There were 222 households, out of which 31.5% had children under the age of 18 living with them, 59.0% were married couples living together, 8.1% had a female householder with no husband present, and 28.8% were non-families. 25.2% of all households were made up of individuals, and 7.7% had someone living alone who was 65 years of age or older. The average household size was 2.43 and the average family size was 2.84.

In the CDP, the population was spread out, with 24.1% under the age of 18, 5.8% from 18 to 24, 31.7% from 25 to 44, 27.5% from 45 to 64, and 10.9% who were 65 years of age or older. The median age was 38 years. For every 100 females, there were 96.0 males. For every 100 females age 18 and over, there were 91.1 males.
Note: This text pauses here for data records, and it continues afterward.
//! # Pipeline Configuration
//!
//! Layered configuration for the simulation pipeline: an optional TOML file followed by
//! `SIMBAD__*` environment overrides. Each executable stage picks its executor kind and
//! polling period independently, so the CLI stage can run locally while the analyzer runs
//! behind an SSH tunnel.
//!
//! ## Usage
//!
//! ```rust,no_run
//! use simbad_pipeline::config::ConfigManager;
//!
//! # fn main() -> Result<(), Box<dyn std::error::Error>> {
//! let manager = ConfigManager::load()?;
//! let polling = manager.config().analyzer.polling_period();
//! # Ok(())
//! # }
//! ```

pub mod error;
pub mod loader;

use serde::{Deserialize, Serialize};
use std::fmt;
use std::path::PathBuf;
use std::time::Duration;

pub use error::{ConfigResult, ConfigurationError};
pub use loader::ConfigManager;

/// Where a stage's unit of work runs
#[derive(Debug, Clone, Copy, PartialEq, Eq, Hash, Serialize, Deserialize)]
pub enum ExecutorKind {
    #[serde(rename = "LOCAL", alias = "local", alias = "Local")]
    Local,
    #[serde(rename = "HTTP", alias = "http", alias = "Http")]
    Http,
    #[serde(rename = "SSH", alias = "ssh", alias = "Ssh")]
    Ssh,
}

impl ExecutorKind {
    pub fn as_str(&self) -> &'static str {
        match self {
            Self::Local => "LOCAL",
            Self::Http => "HTTP",
            Self::Ssh => "SSH",
        }
    }
}

impl fmt::Display for ExecutorKind {
    fn fmt(&self, f: &mut fmt::Formatter<'_>) -> fmt::Result {
        f.write_str(self.as_str())
    }
}

impl std::str::FromStr for ExecutorKind {
    type Err = ConfigurationError;

    fn from_str(s: &str) -> Result<Self, Self::Err> {
        match s.to_ascii_uppercase().as_str() {
            "LOCAL" => Ok(Self::Local),
            "HTTP" => Ok(Self::Http),
            "SSH" => Ok(Self::Ssh),
            _ => Err(ConfigurationError::invalid_value(
                "executor",
                s,
                "expected one of LOCAL, HTTP, SSH",
            )),
        }
    }
}

/// Root configuration
#[derive(Debug, Clone, PartialEq, Serialize, Deserialize)]
#[serde(default)]
pub struct PipelineConfig {
    /// Parent directory of every simulation workdir
    pub data_path: PathBuf,

    /// Postgres connection string; the in-memory store is used when absent
    pub database_url: Option<String>,

    pub worker_pool: WorkerPoolConfig,

    pub cli: StageExecutorConfig,

    pub analyzer: StageExecutorConfig,

    pub report: ReportConfig,
}

impl Default for PipelineConfig {
    fn default() -> Self {
        Self {
            data_path: PathBuf::from("data"),
            database_url: None,
            worker_pool: WorkerPoolConfig::default(),
            cli: StageExecutorConfig::cli_defaults(),
            analyzer: StageExecutorConfig::analyzer_defaults(),
            report: ReportConfig::default(),
        }
    }
}

impl PipelineConfig {
    /// Reject configurations the pipeline cannot run with
    pub fn validate(&self) -> ConfigResult<()> {
        if self.data_path.as_os_str().is_empty() {
            return Err(ConfigurationError::missing_required_field(
                "data_path",
                "pipeline",
            ));
        }

        if self.worker_pool.max_concurrent_tasks == 0 {
            return Err(ConfigurationError::invalid_value(
                "worker_pool.max_concurrent_tasks",
                "0",
                "at least one task must be allowed to run",
            ));
        }

        self.cli.validate("cli")?;
        self.analyzer.validate("analyzer")?;
        self.report.validate()
    }
}

/// Executor selection and tuning for one stage
#[derive(Debug, Clone, PartialEq, Serialize, Deserialize)]
#[serde(default)]
pub struct StageExecutorConfig {
    pub executor: ExecutorKind,
    pub polling_period_ms: u64,
    pub local: LocalExecutorConfig,
    pub http: HttpExecutorConfig,
    pub ssh: SshTunnelConfig,
}

impl Default for StageExecutorConfig {
    fn default() -> Self {
        Self::cli_defaults()
    }
}

impl StageExecutorConfig {
    pub fn cli_defaults() -> Self {
        Self {
            executor: ExecutorKind::Local,
            polling_period_ms: 1_000,
            local: LocalExecutorConfig::default(),
            http: HttpExecutorConfig::default(),
            ssh: SshTunnelConfig::default(),
        }
    }

    pub fn analyzer_defaults() -> Self {
        Self {
            executor: ExecutorKind::Http,
            polling_period_ms: 60_000,
            local: LocalExecutorConfig::analyzer_defaults(),
            ..Self::cli_defaults()
        }
    }

    pub fn polling_period(&self) -> Duration {
        Duration::from_millis(self.polling_period_ms)
    }

    fn validate(&self, stage: &str) -> ConfigResult<()> {
        if self.polling_period_ms == 0 {
            return Err(ConfigurationError::invalid_value(
                format!("{stage}.polling_period_ms"),
                "0",
                "polling period must be positive",
            ));
        }

        match self.executor {
            ExecutorKind::Local => self.local.validate(stage),
            ExecutorKind::Http => self.http.validate(stage),
            ExecutorKind::Ssh => {
                self.http.validate(stage)?;
                self.ssh.validate(stage)
            }
        }
    }
}

/// Subprocess executor settings
#[derive(Debug, Clone, PartialEq, Serialize, Deserialize)]
#[serde(default)]
pub struct LocalExecutorConfig {
    pub binary_path: PathBuf,
    /// File name, relative to the workdir, receiving the binary's stdout
    pub output_file: String,
    /// Artifact type recorded for the output file
    pub output_file_type: String,
    /// Resource usage is sampled once per this many progress lines
    pub sample_every_lines: u64,
}

impl Default for LocalExecutorConfig {
    fn default() -> Self {
        Self {
            binary_path: PathBuf::from("bin/simbad-cli"),
            output_file: crate::constants::CLI_OUTPUT_FILE.to_string(),
            output_file_type: "CSV".to_string(),
            sample_every_lines: 10,
        }
    }
}

impl LocalExecutorConfig {
    /// A local analyzer writes under `output_data/` so it never overwrites its CSV input
    pub fn analyzer_defaults() -> Self {
        Self {
            binary_path: PathBuf::from("bin/simbad-analyzer"),
            output_file: format!(
                "{}/{}",
                crate::constants::ANALYZER_OUTPUT_DIR,
                crate::constants::ANALYZER_OUTPUT_FILE
            ),
            output_file_type: "PARQUET".to_string(),
            ..Self::default()
        }
    }

    fn validate(&self, stage: &str) -> ConfigResult<()> {
        if self.binary_path.as_os_str().is_empty() {
            return Err(ConfigurationError::missing_required_field(
                "local.binary_path",
                stage,
            ));
        }
        if self.output_file.is_empty() {
            return Err(ConfigurationError::missing_required_field(
                "local.output_file",
                stage,
            ));
        }
        if self.sample_every_lines == 0 {
            return Err(ConfigurationError::invalid_value(
                format!("{stage}.local.sample_every_lines"),
                "0",
                "sampling interval must be positive",
            ));
        }
        self.output_file_type
            .parse::<crate::models::FileType>()
            .map(|_| ())
            .map_err(|reason| {
                ConfigurationError::invalid_value(
                    format!("{stage}.local.output_file_type"),
                    &self.output_file_type,
                    reason,
                )
            })
    }
}

/// Remote backend endpoints and request tuning
#[derive(Debug, Clone, PartialEq, Serialize, Deserialize)]
#[serde(default)]
pub struct HttpExecutorConfig {
    pub start_endpoint: String,
    pub status_endpoint: String,
    pub runtime_endpoint: String,
    pub result_endpoint: String,
    pub request_timeout_ms: u64,
    /// Ask the status endpoint first and refuse to submit to a BUSY backend
    pub check_busy_before_submit: bool,
    /// Consecutive failed runtime polls tolerated before the step fails
    pub max_poll_failures: u32,
}

impl Default for HttpExecutorConfig {
    fn default() -> Self {
        Self {
            start_endpoint: "http://127.0.0.1:5000/start".to_string(),
            status_endpoint: "http://127.0.0.1:5000/status".to_string(),
            runtime_endpoint: "http://127.0.0.1:5000/runtime".to_string(),
            result_endpoint: "http://127.0.0.1:5000/result".to_string(),
            request_timeout_ms: 30_000,
            check_busy_before_submit: false,
            max_poll_failures: 3,
        }
    }
}

impl HttpExecutorConfig {
    pub fn request_timeout(&self) -> Duration {
        Duration::from_millis(self.request_timeout_ms)
    }

    fn validate(&self, stage: &str) -> ConfigResult<()> {
        for (field, value) in [
            ("http.start_endpoint", &self.start_endpoint),
            ("http.status_endpoint", &self.status_endpoint),
            ("http.runtime_endpoint", &self.runtime_endpoint),
            ("http.result_endpoint", &self.result_endpoint),
        ] {
            if value.trim().is_empty() {
                return Err(ConfigurationError::missing_required_field(field, stage));
            }
        }
        Ok(())
    }
}

/// SSH port forwarding used to reach a backend that only listens on the remote host
#[derive(Debug, Clone, PartialEq, Serialize, Deserialize)]
#[serde(default)]
pub struct SshTunnelConfig {
    pub host: String,
    pub port: u16,
    pub username: String,
    pub password: String,
    /// Local port the HTTP endpoints point at
    pub local_port: u16,
    /// Forwarding target, as seen from the SSH host
    pub remote_host: String,
    pub remote_port: u16,
    /// OpenSSH known_hosts file; `~/.ssh/known_hosts` when unset
    pub known_hosts_path: Option<PathBuf>,
    /// Trust a host key missing from known_hosts. Changed keys are rejected regardless.
    pub accept_unknown_host_keys: bool,
}

impl Default for SshTunnelConfig {
    fn default() -> Self {
        Self {
            host: String::new(),
            port: 22,
            username: String::new(),
            password: String::new(),
            local_port: 5000,
            remote_host: "127.0.0.1".to_string(),
            remote_port: 5000,
            known_hosts_path: None,
            accept_unknown_host_keys: false,
        }
    }
}

impl SshTunnelConfig {
    fn validate(&self, stage: &str) -> ConfigResult<()> {
        if self.host.is_empty() {
            return Err(ConfigurationError::missing_required_field("ssh.host", stage));
        }
        if self.username.is_empty() {
            return Err(ConfigurationError::missing_required_field(
                "ssh.username",
                stage,
            ));
        }
        Ok(())
    }
}

#[derive(Debug, Clone, PartialEq, Serialize, Deserialize)]
#[serde(default)]
pub struct WorkerPoolConfig {
    pub max_concurrent_tasks: usize,
    /// Seconds a finished task stays visible to lookups
    pub task_retention_secs: u64,
}

impl Default for WorkerPoolConfig {
    fn default() -> Self {
        Self {
            max_concurrent_tasks: 4,
            task_retention_secs: 3_600,
        }
    }
}

impl WorkerPoolConfig {
    pub fn task_retention(&self) -> Duration {
        Duration::from_secs(self.task_retention_secs)
    }
}

/// Report fan-out settings
#[derive(Debug, Clone, PartialEq, Serialize, Deserialize)]
#[serde(default)]
pub struct ReportConfig {
    /// External renderer invoked as `<command> plot <workdir> <parameter>` and
    /// `<command> report <workdir>`
    pub renderer_command: String,
    /// One plot job per parameter
    pub tracked_parameters: Vec<String>,
    /// Extra attempts per plot job after the first failure
    pub plot_retries: u32,
}

impl Default for ReportConfig {
    fn default() -> Self {
        Self {
            renderer_command: "simbad-reports".to_string(),
            tracked_parameters: crate::constants::DEFAULT_TRACKED_PARAMETERS
                .iter()
                .map(|p| p.to_string())
                .collect(),
            plot_retries: 2,
        }
    }
}

impl ReportConfig {
    fn validate(&self) -> ConfigResult<()> {
        if self.renderer_command.trim().is_empty() {
            return Err(ConfigurationError::missing_required_field(
                "renderer_command",
                "report",
            ));
        }
        Ok(())
    }
}

#[cfg(test)]
mod tests {
    use super::*;

    #[test]
    fn test_defaults_are_valid() {
        let config = PipelineConfig::default();
        assert!(config.validate().is_ok());
        assert_eq!(config.cli.executor, ExecutorKind::Local);
        assert_eq!(config.cli.polling_period(), Duration::from_secs(1));
        assert_eq!(config.analyzer.executor, ExecutorKind::Http);
        assert_eq!(config.analyzer.polling_period(), Duration::from_secs(60));
    }

    #[test]
    fn test_executor_kind_parsing() {
        assert_eq!("ssh".parse::<ExecutorKind>().unwrap(), ExecutorKind::Ssh);
        assert_eq!("LOCAL".parse::<ExecutorKind>().unwrap(), ExecutorKind::Local);
        assert!("grpc".parse::<ExecutorKind>().is_err());

        let kind: ExecutorKind = serde_json::from_str("\"HTTP\"").unwrap();
        assert_eq!(kind, ExecutorKind::Http);
    }

    #[test]
    fn test_validation_rejects_zero_polling_period() {
        let mut config = PipelineConfig::default();
        config.analyzer.polling_period_ms = 0;
        let err = config.validate().unwrap_err();
        assert!(err.to_string().contains("analyzer.polling_period_ms"));
    }

    #[test]
    fn test_ssh_requires_host() {
        let mut config = PipelineConfig::default();
        config.analyzer.executor = ExecutorKind::Ssh;
        assert!(matches!(
            config.validate(),
            Err(ConfigurationError::MissingRequiredField { .. })
        ));

        config.analyzer.ssh.host = "analyzer.lab".to_string();
        config.analyzer.ssh.username = "simbad".to_string();
        assert!(config.validate().is_ok());
    }

    #[test]
    fn test_analyzer_local_output_differs_from_cli_output() {
        let config = PipelineConfig::default();
        assert_ne!(config.analyzer.local.output_file, config.cli.local.output_file);
        assert!(config
            .analyzer
            .local
            .output_file
            .starts_with(crate::constants::ANALYZER_OUTPUT_DIR));

        let mut config = config;
        config.analyzer.executor = ExecutorKind::Local;
        assert!(config.validate().is_ok());
    }

    #[test]
    fn test_unknown_output_file_type_rejected() {
        let mut config = PipelineConfig::default();
        config.cli.local.output_file_type = "XLSX".to_string();
        assert!(config.validate().is_err());
    }
}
The median income for a household in the CDP was $46,652, and the median income for a family was $44,844. Males had a median income of $31,958 versus $25,608 for females. The per capita income for the CDP was $29,541. None of the families and 1.0% of the population were living below the poverty line, including no under eighteens and none of those over 64.

Historical population
| Census | Pop. | Note | %± |
| 2020 | 709 |  | — |
U.S. Decennial Census

==Education==
The school district is the Cumberland Valley School District.